L'amiral William Fallon,
commmandant US en Irak et
Afghanistan, démissionne
WASHINGTON (AFP)
L'amiral William Fallon, le commandant en charge des deux guerres menées par les Etats-Unis en Irak et en Afghanistan, a démissionné
mardi après avoir été décrit dans un article de presse comme un farouche opposant à la politique du président George W. Bush vis-à-vis de l'Iran.
Le secrétaire à la Défense Robert Gates a annoncé avoir accepté cette démission "avec réticence et regret", lors d'une conférence de presse surprise au
Pentagone.
La démission de l'amiral Fallon intervient quelques jours après la parution d'un article dans le magazine Esquire, affirmant qu'il était en
désaccord avec les positions belligérantes de l'administration Bush sur l'Iran.
Dans un communiqué séparé, l'amiral Fallon justifie son départ en soulignant que "de récents articles de presse suggérant une différence entre
mes opinions et les objectifs de la politique menée par le président ont provoqué de la distraction à un moment critique, et ont freiné les efforts du commandement dans la région".
"Je pense qu'il s'agit d'une fausse perception", a commenté M. Gates. "Je ne crois pas qu'il y ait de différences significatives entre ses vues
et celles de l'administration".
Interrogé sur l'affirmation d'Esquire selon laquelle un départ de Fallon signifierait que Washington se prépare à déclarer la guerre à l'Iran,
M. Gates a rétorqué: "c'est tout simplement ridicule".
L'amiral Fallon, qui quitte les forces armées américaines après 42 ans de service, "sera difficile à remplacer, il est extrêmement talentueux
et possède une vision stratégique rare", a-t-il jugé, mais le bruit que provoque cette affaire "justifie cette décision", qu'il a prise "de lui-même".
L'amiral Fallon sera remplacé à partir du 31 mars par le général Martin Dempsey, vice-commandant des opérations militaires au Moyen-Orient.
Dans un communiqué qui ne dit rien sur les raisons de la démission de l'amiral Fallon, le président George W. Bush a également rendu hommage à
un homme qui "a servi le pays avec honneur, détermination et dévouement" pendant 40 ans et auquel revient un "crédit considérable pour les progrès" accomplis en Irak et en
Afghanistan.
L'article d'Esquire affirmait que l'amiral Fallon, crédité pour avoir calmé les tensions entre la Maison Blanche et l'Iran l'année dernière et
dépeint comme un "homme entre guerre et paix", pourrait être relevé de ses fonctions "peut-être dès cet été, en faveur d'un commandant considéré par la Maison Blanche comme plus
flexible".
Le chef de la majorité démocrate au Sénat, Harry Reid, a estimé dans un communiqué que la démission de l'amiral Fallon "constitue un nouvel
exemple du fait que l'indépendance des experts et l'expression franche et ouverte de leurs opinions ne sont pas bien vues par cette administration".

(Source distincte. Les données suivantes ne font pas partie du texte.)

use byteorder::{ByteOrder, LittleEndian};

use crate::{ProtocolError, MAX_FRAME};

/// Bytes in the fixed frame header.
pub const HEADER_SIZE: usize = 12;

/// The leading `{len, type, seq}` of every frame. `len` counts the whole
/// frame, header included.
#[derive(Debug, Clone, Copy, PartialEq, Eq)]
pub struct FrameHeader {
    pub len: u32,
    pub ty: u32,
    pub seq: u32,
}

impl FrameHeader {
    pub fn encode(&self) -> [u8; HEADER_SIZE] {
        let mut buf = [0; HEADER_SIZE];
        LittleEndian::write_u32(&mut buf[0..4], self.len);
        LittleEndian::write_u32(&mut buf[4..8], self.ty);
        LittleEndian::write_u32(&mut buf[8..12], self.seq);
        buf
    }

    /// Parse and bounds-check a header.
    pub fn decode(buf: &[u8; HEADER_SIZE]) -> Result<Self, ProtocolError> {
        let header = FrameHeader {
            len: LittleEndian::read_u32(&buf[0..4]),
            ty: LittleEndian::read_u32(&buf[4..8]),
            seq: LittleEndian::read_u32(&buf[8..12]),
        };
        if (header.len as usize) < HEADER_SIZE || header.len as usize > MAX_FRAME {
            return Err(ProtocolError::BadLength(header.len));
        }
        Ok(header)
    }

    /// Bytes of payload following the header.
    pub fn body_len(&self) -> usize {
        self.len as usize - HEADER_SIZE
    }
}

/// Build a full frame around an already-encoded payload.
pub fn frame(ty: u32, seq: u32, body: &[u8]) -> Vec<u8> {
    let header = FrameHeader {
        len: (HEADER_SIZE + body.len()) as u32,
        ty,
        seq,
    };
    let mut buf = Vec::with_capacity(HEADER_SIZE + body.len());
    buf.extend_from_slice(&header.encode());
    buf.extend_from_slice(body);
    buf
}
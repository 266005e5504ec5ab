//! Kernel object basis.
//!
//! Every kernel entity the server hands out — event, mutex, semaphore,
//! process, thread — is a reference-counted [`KObject`]: an immutable id
//! and optional name, plus a type-specific payload behind a lock. The
//! payload is a closed sum type dispatched by pattern matching, so the
//! state machines stay exhaustively checked by the compiler.
//!
//! The `Arc` count *is* the object's reference count: a handle table entry
//! and a pending wait registration each hold one strong reference, and the
//! object is finalized when the last of them is dropped. Waiter lists and
//! mutex-ownership lists only ever hold `Weak` references, so the object
//! graph has no strong cycles.

use {
    crate::sync::{EventState, MutexState, SemaphoreState},
    crate::task::{ProcessState, ThreadState},
    crate::{ArbError, ArbResult},
    spin::Mutex,
    std::fmt::Debug,
    std::sync::Arc,
};

pub use {self::handle::*, self::rights::*};

mod handle;
mod rights;

/// The type of a kernel object id. Ids are never reused for the life of
/// the server.
pub type KoID = u64;

/// Process identifier, visible to clients.
pub type ProcessId = u32;

/// Thread identifier, visible to clients.
pub type ThreadId = u32;

/// A shared reference to a kernel object.
pub type ObjectRef = Arc<KObject>;

/// Type-specific object state. One variant per object type the server
/// implements; adding a variant forces every dispatch site to handle it.
pub enum Payload {
    Event(EventState),
    Mutex(MutexState),
    Semaphore(SemaphoreState),
    Process(ProcessState),
    Thread(ThreadState),
}

impl Payload {
    /// Object type name, used by logs.
    pub fn type_name(&self) -> &'static str {
        match self {
            Payload::Event(_) => "Event",
            Payload::Mutex(_) => "Mutex",
            Payload::Semaphore(_) => "Semaphore",
            Payload::Process(_) => "Process",
            Payload::Thread(_) => "Thread",
        }
    }

    /// Object type tag, as reported on the wire.
    pub fn type_tag(&self) -> u32 {
        match self {
            Payload::Event(_) => 1,
            Payload::Mutex(_) => 2,
            Payload::Semaphore(_) => 3,
            Payload::Process(_) => 4,
            Payload::Thread(_) => 5,
        }
    }
}

/// A kernel object.
pub struct KObject {
    id: KoID,
    name: Option<String>,
    payload: Mutex<Payload>,
}

impl KObject {
    /// Create a new kernel object. Ids are allocated by
    /// [`ServerState`](crate::state::ServerState).
    pub fn new(id: KoID, name: Option<String>, payload: Payload) -> ObjectRef {
        Arc::new(KObject {
            id,
            name,
            payload: Mutex::new(payload),
        })
    }

    /// The object's id.
    pub fn id(&self) -> KoID {
        self.id
    }

    /// The object's name in the shared namespace, if it was created with
    /// one.
    pub fn name(&self) -> Option<&str> {
        self.name.as_deref()
    }

    /// Object type name, used by logs.
    pub fn type_name(&self) -> &'static str {
        self.payload.lock().type_name()
    }

    /// Object type tag, as reported on the wire.
    pub fn type_tag(&self) -> u32 {
        self.payload.lock().type_tag()
    }

    /// The full rights a fresh handle to this object carries by default.
    pub fn default_rights(&self) -> Rights {
        match &*self.payload.lock() {
            Payload::Event(_) => Rights::DEFAULT_EVENT,
            Payload::Mutex(_) => Rights::DEFAULT_MUTEX,
            Payload::Semaphore(_) => Rights::DEFAULT_SEMAPHORE,
            Payload::Process(_) => Rights::DEFAULT_PROCESS,
            Payload::Thread(_) => Rights::DEFAULT_THREAD,
        }
    }

    /// Whether a wait by `tid` on this object could be satisfied right now,
    /// without consuming anything.
    pub fn signaled_for(&self, tid: ThreadId) -> bool {
        match &*self.payload.lock() {
            Payload::Event(e) => e.satisfiable(),
            Payload::Mutex(m) => m.satisfiable(tid),
            Payload::Semaphore(s) => s.satisfiable(),
            Payload::Process(p) => !p.alive(),
            Payload::Thread(t) => !t.alive(),
        }
    }

    /// Apply the consumption side effect of a satisfied wait by `tid`:
    /// clear an auto-reset event, acquire a mutex, decrement a semaphore.
    /// Process and thread death signals are not consumed.
    ///
    /// The caller must have observed [`signaled_for`](KObject::signaled_for)
    /// and must not let another request interleave in between.
    ///
    /// Returns `(abandoned, newly_owned_mutex)`.
    pub fn consume(&self, tid: ThreadId) -> (bool, bool) {
        match &mut *self.payload.lock() {
            Payload::Event(e) => {
                e.consume();
                (false, false)
            }
            Payload::Mutex(m) => m.acquire(tid),
            Payload::Semaphore(s) => {
                s.consume();
                (false, false)
            }
            Payload::Process(_) | Payload::Thread(_) => (false, false),
        }
    }

    /// Run `f` on the event state, or fail with `WRONG_TYPE`.
    pub fn with_event<R>(&self, f: impl FnOnce(&mut EventState) -> R) -> ArbResult<R> {
        match &mut *self.payload.lock() {
            Payload::Event(e) => Ok(f(e)),
            _ => Err(ArbError::WRONG_TYPE),
        }
    }

    /// Run `f` on the mutex state, or fail with `WRONG_TYPE`.
    pub fn with_mutex<R>(&self, f: impl FnOnce(&mut MutexState) -> R) -> ArbResult<R> {
        match &mut *self.payload.lock() {
            Payload::Mutex(m) => Ok(f(m)),
            _ => Err(ArbError::WRONG_TYPE),
        }
    }

    /// Run `f` on the semaphore state, or fail with `WRONG_TYPE`.
    pub fn with_semaphore<R>(&self, f: impl FnOnce(&mut SemaphoreState) -> R) -> ArbResult<R> {
        match &mut *self.payload.lock() {
            Payload::Semaphore(s) => Ok(f(s)),
            _ => Err(ArbError::WRONG_TYPE),
        }
    }

    /// Run `f` on the process state, or fail with `WRONG_TYPE`.
    pub fn with_process<R>(&self, f: impl FnOnce(&mut ProcessState) -> R) -> ArbResult<R> {
        match &mut *self.payload.lock() {
            Payload::Process(p) => Ok(f(p)),
            _ => Err(ArbError::WRONG_TYPE),
        }
    }

    /// Run `f` on the thread state, or fail with `WRONG_TYPE`.
    pub fn with_thread<R>(&self, f: impl FnOnce(&mut ThreadState) -> R) -> ArbResult<R> {
        match &mut *self.payload.lock() {
            Payload::Thread(t) => Ok(f(t)),
            _ => Err(ArbError::WRONG_TYPE),
        }
    }
}

impl Debug for KObject {
    fn fmt(&self, f: &mut std::fmt::Formatter<'_>) -> std::fmt::Result {
        f.debug_tuple("KObject")
            .field(&self.id)
            .field(&self.type_name())
            .field(&self.name)
            .finish()
    }
}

"C'est aussi un signe que l'administration est aveugle face au coût croissant et aux conséquences de la guerre en Irak", selon
lui.
Interrogé par l'AFP sur le fait de savoir si cette démission risquait d'interrompre le processus d'évaluation de la situation en Irak, M. Gates
a répondu que ce ne serait pas le cas.
Cette évaluation, qui doit être présentée d'ici quelques semaines conjointement par le général Petraeus, plus haut gradé américain en Irak, le
commandement central américain (Centcom) et l'état-major intermarmées, "sera faite avant qu'il ne parte et elle représentera son point de vue", a indiqué le ministre de la Défense.
Le témoignage du général Petraeus est attendu devant le Congrès les 8 et 9 avril.